::: DATASET EXCERPTS :::
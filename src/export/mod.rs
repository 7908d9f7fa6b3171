//! Export-format logic.
//!
//! Turns a flamegraph profile (and, for snapshots, a rendered surface) into a
//! named download artifact:
//! - `snapshot` - image of the rendered surface, inline
//! - `data_dump` - full profile as JSON, inline
//! - `remote` - server-rendered `pprof` / `html`, by URL
//!
//! # Example
//! ```ignore
//! use flamegraph_export::download::DirectoryDownloader;
//! use flamegraph_export::export::{Exporter, RemoteFormat, RenderUrlBuilder};
//!
//! let urls = RenderUrlBuilder::new("http://localhost:4040")?;
//! let exporter = Exporter::new(urls, DirectoryDownloader::new("exports")?);
//! exporter.export_remote(&profile, RemoteFormat::Html)?;
//! ```

pub mod artifact;
pub mod data_dump;
pub mod exporter;
pub mod filename;
pub mod remote;
pub mod render_url;
pub mod snapshot;

// Public API exports
pub use artifact::{ArtifactSource, DataUri, DownloadArtifact, ExportFileName};
pub use data_dump::prepare_data_dump;
pub use exporter::{ExportRequest, Exporter};
pub use filename::{FilenameFormatter, MonthNumbering};
pub use remote::prepare_remote;
pub use render_url::{RemoteFormat, RenderParams, RenderUrlBuilder};
pub use snapshot::prepare_snapshot;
:::
Pull every line with the string "surface" from the data above.

//! Turns a flamegraph profile (and, for snapshots, a rendered surface) into a
//! - `snapshot` - image of the rendered surface, inline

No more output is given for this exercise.